Le Centre culturel du vin, établi dans d'anciennes carrières aménagées pour la conservation du vin, reçoit des groupes d'enfants des écoles ou de visiteurs, venus s'initier au travail de la cave.

Meudon
À la suite des grandes dynasties vigneronnes qui, depuis le Moyen-Âge, assuraient la notoriété du vin de Meudon, la Confrérie du Clos de Rabelais a repris le flambeau d'une tradition éteinte en 1939.
C'est en 1994, dans le jardin haut du musée d'Art et d'Histoire de la ville qu'ont été plantés 250 pieds de vigne de cabernet franc, vendangés pour la première fois en 1995. Depuis, chaque année, les enfants des écoles assurent la récolte de ce Clos Rabelais à la mi-octobre.

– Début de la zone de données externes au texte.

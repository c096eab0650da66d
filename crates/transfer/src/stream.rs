//! Remote file reader that keeps one response open across reads.

use std::io::SeekFrom;
use std::pin::Pin;

use bytes::{Bytes, BytesMut};
use futures_util::{Stream, StreamExt};
use reqwest::header::CONTENT_RANGE;
use reqwest::{Client, Method, Response, StatusCode};
use tracing::debug;

use crate::TransferError;
use crate::headers::{content_length, disposition_filename};
use crate::range::{resolve_seek, send_with_retry};
use crate::retry::RetryPolicy;

type ByteStream = Pin<Box<dyn Stream<Item = reqwest::Result<Bytes>> + Send>>;

/// Pulls bytes from a response body, keeping the unread tail of the last
/// network frame.
///
/// A body that fails midway leaves the reader broken: bytes collected
/// before the failure are still returned, every later read is an error.
pub(crate) struct BodyReader {
    stream: ByteStream,
    leftover: Bytes,
    exhausted: bool,
    broken: bool,
    /// Failure hit after some bytes were collected; reported by the next read.
    pending: Option<TransferError>,
}

impl BodyReader {
    pub(crate) fn new(response: Response) -> Self {
        Self {
            stream: Box::pin(response.bytes_stream()),
            leftover: Bytes::new(),
            exhausted: false,
            broken: false,
            pending: None,
        }
    }

    /// Reads up to `limit` bytes, or everything that is left for `None`.
    pub(crate) async fn read(&mut self, limit: Option<usize>) -> Result<Bytes, TransferError> {
        if let Some(e) = self.pending.take() {
            return Err(e);
        }
        if self.broken {
            return Err(TransferError::Protocol(
                "response body ended before its declared length".into(),
            ));
        }
        let mut out = BytesMut::new();
        loop {
            if !self.leftover.is_empty() {
                let room = limit.map_or(usize::MAX, |l| l - out.len());
                let take = room.min(self.leftover.len());
                out.extend_from_slice(&self.leftover.split_to(take));
            }
            if self.exhausted || limit.is_some_and(|l| out.len() >= l) {
                break;
            }
            match self.stream.next().await {
                Some(Ok(frame)) => self.leftover = frame,
                Some(Err(e)) => {
                    self.broken = true;
                    if out.is_empty() {
                        return Err(e.into());
                    }
                    self.pending = Some(e.into());
                    break;
                }
                None => self.exhausted = true,
            }
        }
        Ok(out.freeze())
    }

    /// Discards the next `n` bytes; returns how many were actually skipped.
    pub(crate) async fn skip(&mut self, n: u64) -> Result<u64, TransferError> {
        let mut skipped = 0;
        while skipped < n {
            let step = (n - skipped).min(64 * 1024) as usize;
            let got = self.read(Some(step)).await?;
            if got.is_empty() {
                break;
            }
            skipped += got.len() as u64;
        }
        Ok(skipped)
    }

    pub(crate) fn is_broken(&self) -> bool {
        self.broken
    }
}

/// Seekable remote file serving sequential reads from a single GET.
///
/// The response is opened lazily at the cursor and reused while reads stay
/// sequential. Seeking away from the stream's cursor drops it; the next read
/// reopens at the new position.
pub struct StreamingRangeFetcher {
    client: Client,
    url: String,
    name: Option<String>,
    len: Option<u64>,
    seekable: bool,
    position: u64,
    retry: RetryPolicy,
    stream: Option<BodyReader>,
    /// Absolute offset of the open stream's next byte.
    stream_pos: u64,
}

impl StreamingRangeFetcher {
    /// Probes `url` with `HEAD` and `Range: bytes=0-`.
    ///
    /// Seekable iff the answer is `206` with a `Content-Range` header and
    /// the total length is known.
    pub async fn open(
        client: Client,
        url: impl Into<String>,
        name: Option<String>,
        retry: RetryPolicy,
    ) -> Result<Self, TransferError> {
        let url = url.into();
        let head = send_with_retry(&client, Method::HEAD, &url, Some("bytes=0-"), &retry).await?;
        let content_range = head
            .headers()
            .get(CONTENT_RANGE)
            .and_then(|v| v.to_str().ok())
            .map(str::to_string);
        let partial = head.status() == StatusCode::PARTIAL_CONTENT && content_range.is_some();
        let len = content_range
            .as_deref()
            .and_then(content_range_total)
            .or_else(|| content_length(head.headers()));
        let seekable = partial && len.is_some();
        let name = name.or_else(|| disposition_filename(head.headers()));
        debug!(url = %url, ?len, seekable, "opened streaming remote file");

        Ok(Self {
            client,
            url,
            name,
            len,
            seekable,
            position: 0,
            retry,
            stream: None,
            stream_pos: 0,
        })
    }

    pub fn url(&self) -> &str {
        &self.url
    }

    pub fn name(&self) -> Option<&str> {
        self.name.as_deref()
    }

    pub fn len(&self) -> Option<u64> {
        self.len
    }

    pub fn is_empty(&self) -> bool {
        self.len == Some(0)
    }

    pub fn is_seekable(&self) -> bool {
        self.seekable
    }

    pub fn tell(&self) -> u64 {
        self.position
    }

    pub fn seek(&mut self, pos: SeekFrom) -> Result<u64, TransferError> {
        if !self.seekable {
            return Err(TransferError::NotSeekable);
        }
        self.position = resolve_seek(pos, self.position, self.len)?;
        if self.stream.is_some() && self.position != self.stream_pos {
            debug!(url = %self.url, from = self.stream_pos, to = self.position, "dropping stream after seek");
            self.stream = None;
        }
        Ok(self.position)
    }

    pub async fn read(&mut self, amount: usize) -> Result<Bytes, TransferError> {
        self.read_inner(Some(amount)).await
    }

    pub async fn read_all(&mut self) -> Result<Bytes, TransferError> {
        self.read_inner(None).await
    }

    async fn read_inner(&mut self, amount: Option<usize>) -> Result<Bytes, TransferError> {
        if amount == Some(0) || self.len.is_some_and(|len| self.position >= len) {
            return Ok(Bytes::new());
        }
        if self.stream.is_none() {
            self.open_stream().await?;
        }
        let Some(stream) = self.stream.as_mut() else {
            return Ok(Bytes::new());
        };
        match stream.read(amount).await {
            Ok(data) => {
                self.position += data.len() as u64;
                self.stream_pos = self.position;
                Ok(data)
            }
            Err(e) => {
                // A seekable handle reopens at the cursor on the next read.
                if self.seekable && stream.is_broken() {
                    debug!(url = %self.url, position = self.position, error = %e, "dropping broken stream");
                    self.stream = None;
                }
                Err(e)
            }
        }
    }

    async fn open_stream(&mut self) -> Result<(), TransferError> {
        let range = self.seekable.then(|| format!("bytes={}-", self.position));
        debug!(url = %self.url, range = ?range, "opening stream");
        let resp = send_with_retry(
            &self.client,
            Method::GET,
            &self.url,
            range.as_deref(),
            &self.retry,
        )
        .await?;
        if range.is_some() && self.position > 0 && resp.status() != StatusCode::PARTIAL_CONTENT {
            return Err(TransferError::Protocol(format!(
                "server ignored range request at offset {}",
                self.position
            )));
        }
        self.stream = Some(BodyReader::new(resp));
        self.stream_pos = self.position;
        Ok(())
    }
}

impl std::fmt::Debug for StreamingRangeFetcher {
    fn fmt(&self, f: &mut std::fmt::Formatter<'_>) -> std::fmt::Result {
        f.debug_struct("StreamingRangeFetcher")
            .field("url", &self.url)
            .field("len", &self.len)
            .field("seekable", &self.seekable)
            .field("position", &self.position)
            .field("streaming", &self.stream.is_some())
            .finish()
    }
}

/// Total length from `bytes a-b/total`; `*` means unknown.
fn content_range_total(value: &str) -> Option<u64> {
    value.rsplit_once('/')?.1.trim().parse().ok()
}
//! Transfer core of the Chomikuj file-host client.
//!
//! - [`RangeFetcher`] / [`StreamingRangeFetcher`]: seekable remote files
//!   on top of HTTP range requests.
//! - [`Uploader`]: resumable chunked multipart upload with server-side
//!   checkpoints.
//! - [`Downloader`]: resumable streamed download into any `AsyncWrite`.
//!
//! Every component takes an explicit `reqwest::Client`; build one with
//! [`TransferConfig::build_client`]. Pausing is cooperative and only takes
//! effect between chunks.

mod batch;
mod checksum;
mod chunked;
mod config;
mod control;
mod download;
mod error;
mod headers;
mod partial;
mod progress;
mod range;
mod response;
mod retry;
mod stream;
mod types;
mod upload;

#[cfg(test)]
mod test_support;

pub use batch::{HashOptions, HashReport, hash_many};
pub use checksum::{checksum_bytes, checksum_remote};
pub use chunked::{Chunk, ChunkReader, Rechunker};
pub use config::TransferConfig;
pub use control::{UploadToken, UploadTokenSource, resolve_target};
pub use download::Downloader;
pub use error::TransferError;
pub use headers::{name_from_url, parse_disposition_filename};
pub use partial::{ByteSource, PartialView, total_len};
pub use progress::{ProgressLine, SpeedCalculator, format_size};
pub use range::RangeFetcher;
pub use response::{IngestReply, parse_checkpoint_reply, parse_upload_reply};
pub use retry::{Attempts, RetryPolicy};
pub use stream::StreamingRangeFetcher;
pub use types::{
    Direction, PauseHandle, Progress, ProgressCallback, TransferOutcome, TransferState,
    TransferTarget,
};
pub use upload::Uploader;

/// Default chunk size: 64 KiB.
///
/// Progress callbacks and pause checks happen once per chunk.
pub const DEFAULT_CHUNK_SIZE: usize = 64 * 1024;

La production du Clos Rabelais est en vin rouge.

Rueil-Malmaison
Pays viticole ancien, Rueil-Malmaison possède aujourd'hui une vigne municipale répartie sur deux sites distincts :
- Le premier est implanté sur les flancs du Mont-Valérien. Là, remplaçant une vigne abandonnée, 750 pieds en cépage sauvignon sont plantés sur 1 150 m2 exposés sud-ouest en terrain argilo-calcaire.

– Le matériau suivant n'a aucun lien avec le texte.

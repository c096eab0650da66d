//! Byte sources and offset windows over them.

use std::io::{self, SeekFrom};
use std::pin::Pin;
use std::task::{Context, Poll};

use tokio::io::{AsyncRead, AsyncSeek, AsyncSeekExt, ReadBuf};

/// A caller-owned, seekable, readable sequence of bytes.
///
/// The transfer core reads from it and seeks it, never writes to it.
pub trait ByteSource: AsyncRead + AsyncSeek + Unpin + Send {}

impl<T: AsyncRead + AsyncSeek + Unpin + Send + ?Sized> ByteSource for T {}

/// Measures a source by seeking to its end, then restores the position.
pub async fn total_len<S: ByteSource + ?Sized>(source: &mut S) -> io::Result<u64> {
    let current = source.stream_position().await?;
    let len = source.seek(SeekFrom::End(0)).await?;
    source.seek(SeekFrom::Start(current)).await?;
    Ok(len)
}

/// Read-only window over a source, starting at byte `start`.
///
/// Positions are expressed relative to `start`: `SeekFrom::Start(n)` lands
/// on `start + n` of the underlying source. Relative and end seeks pass
/// through unchanged.
pub struct PartialView<'a, S: ?Sized> {
    inner: &'a mut S,
    start: u64,
    len: u64,
}

impl<'a, S: ByteSource + ?Sized> PartialView<'a, S> {
    /// Creates the view and positions it at its own offset 0.
    pub async fn new(inner: &'a mut S, start: u64) -> io::Result<Self> {
        let total = total_len(inner).await?;
        if start > total {
            return Err(io::Error::new(
                io::ErrorKind::InvalidInput,
                format!("view start {start} beyond source length {total}"),
            ));
        }
        inner.seek(SeekFrom::Start(start)).await?;
        Ok(Self {
            inner,
            start,
            len: total - start,
        })
    }

    /// Offset of the view within the underlying source.
    pub fn start(&self) -> u64 {
        self.start
    }

    /// Bytes visible through the view.
    pub fn len(&self) -> u64 {
        self.len
    }

    pub fn is_empty(&self) -> bool {
        self.len == 0
    }
}

impl<S: ByteSource + ?Sized> AsyncRead for PartialView<'_, S> {
    fn poll_read(
        self: Pin<&mut Self>,
        cx: &mut Context<'_>,
        buf: &mut ReadBuf<'_>,
    ) -> Poll<io::Result<()>> {
        let this = self.get_mut();
        Pin::new(&mut *this.inner).poll_read(cx, buf)
    }
}

impl<S: ByteSource + ?Sized> AsyncSeek for PartialView<'_, S> {
    fn start_seek(self: Pin<&mut Self>, position: SeekFrom) -> io::Result<()> {
        let this = self.get_mut();
        let translated = match position {
            SeekFrom::Start(n) => SeekFrom::Start(n.saturating_add(this.start)),
            other => other,
        };
        Pin::new(&mut *this.inner).start_seek(translated)
    }

    fn poll_complete(self: Pin<&mut Self>, cx: &mut Context<'_>) -> Poll<io::Result<u64>> {
        let this = self.get_mut();
        match Pin::new(&mut *this.inner).poll_complete(cx) {
            Poll::Ready(Ok(pos)) => Poll::Ready(Ok(pos.saturating_sub(this.start))),
            other => other,
        }
    }
}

- Le second se trouve dans le quartier de Buzenval avec 150 pieds de sauvignon répartis sur 400 m2 d'orientation est-ouest.
À la mi-octobre, la Confrérie des Clos de Rueil-Buzenval organise et anime la fête des vendanges avec fanfare et défilé. Chaque année, sont intronisées des personnalités "faisant preuve d'un sens aigu du bon et du beau".
La promotion et la vente du vin blanc produit par le terroir de la ville sont ainsi assurées dans la bonne humeur...

 Suresnes
On ne peut évoquer la vigne en région parisienne sans parler de Suresnes. Au lendemain de la guerre de Cent Ans, l'Hôtel-Dieu de Paris y récoltait un vin léger, blanc ou rouge, pour ses malades. C'est plus tard, grâce aux petits vins appelés "vins guinguets", que nous trouvons l'origine des guinguettes.
Au XVIIIe siècle, le vin noble, bien travaillé, pouvait honorablement se comparer au champagne alors tout récent. Mais la décadence du vignoble survint et, malgré l'obstination de certains, le dernier vigneron indépendant quittait, en 1960, le versant sud-ouest du Mont-Valérien.
Était-ce l'extinction définitive ? Non. Grâce à Étienne Lafourcade, amateur et expert, on replanta en cépages blancs nobles – muscadelle, sauvignon, sémillon –, sur près d'un hectare, au Clos du Pas Saint-Maurice, ceci en 1965.
La vigne y est désormais classée en site protégé, ainsi préservée définitivement. Après un rude travail de reconquête, le vin de Suresnes a retrouvé une qualité reconnue parmi les crus français. Ce vin peut être acheté sur place, à l'office de tourisme.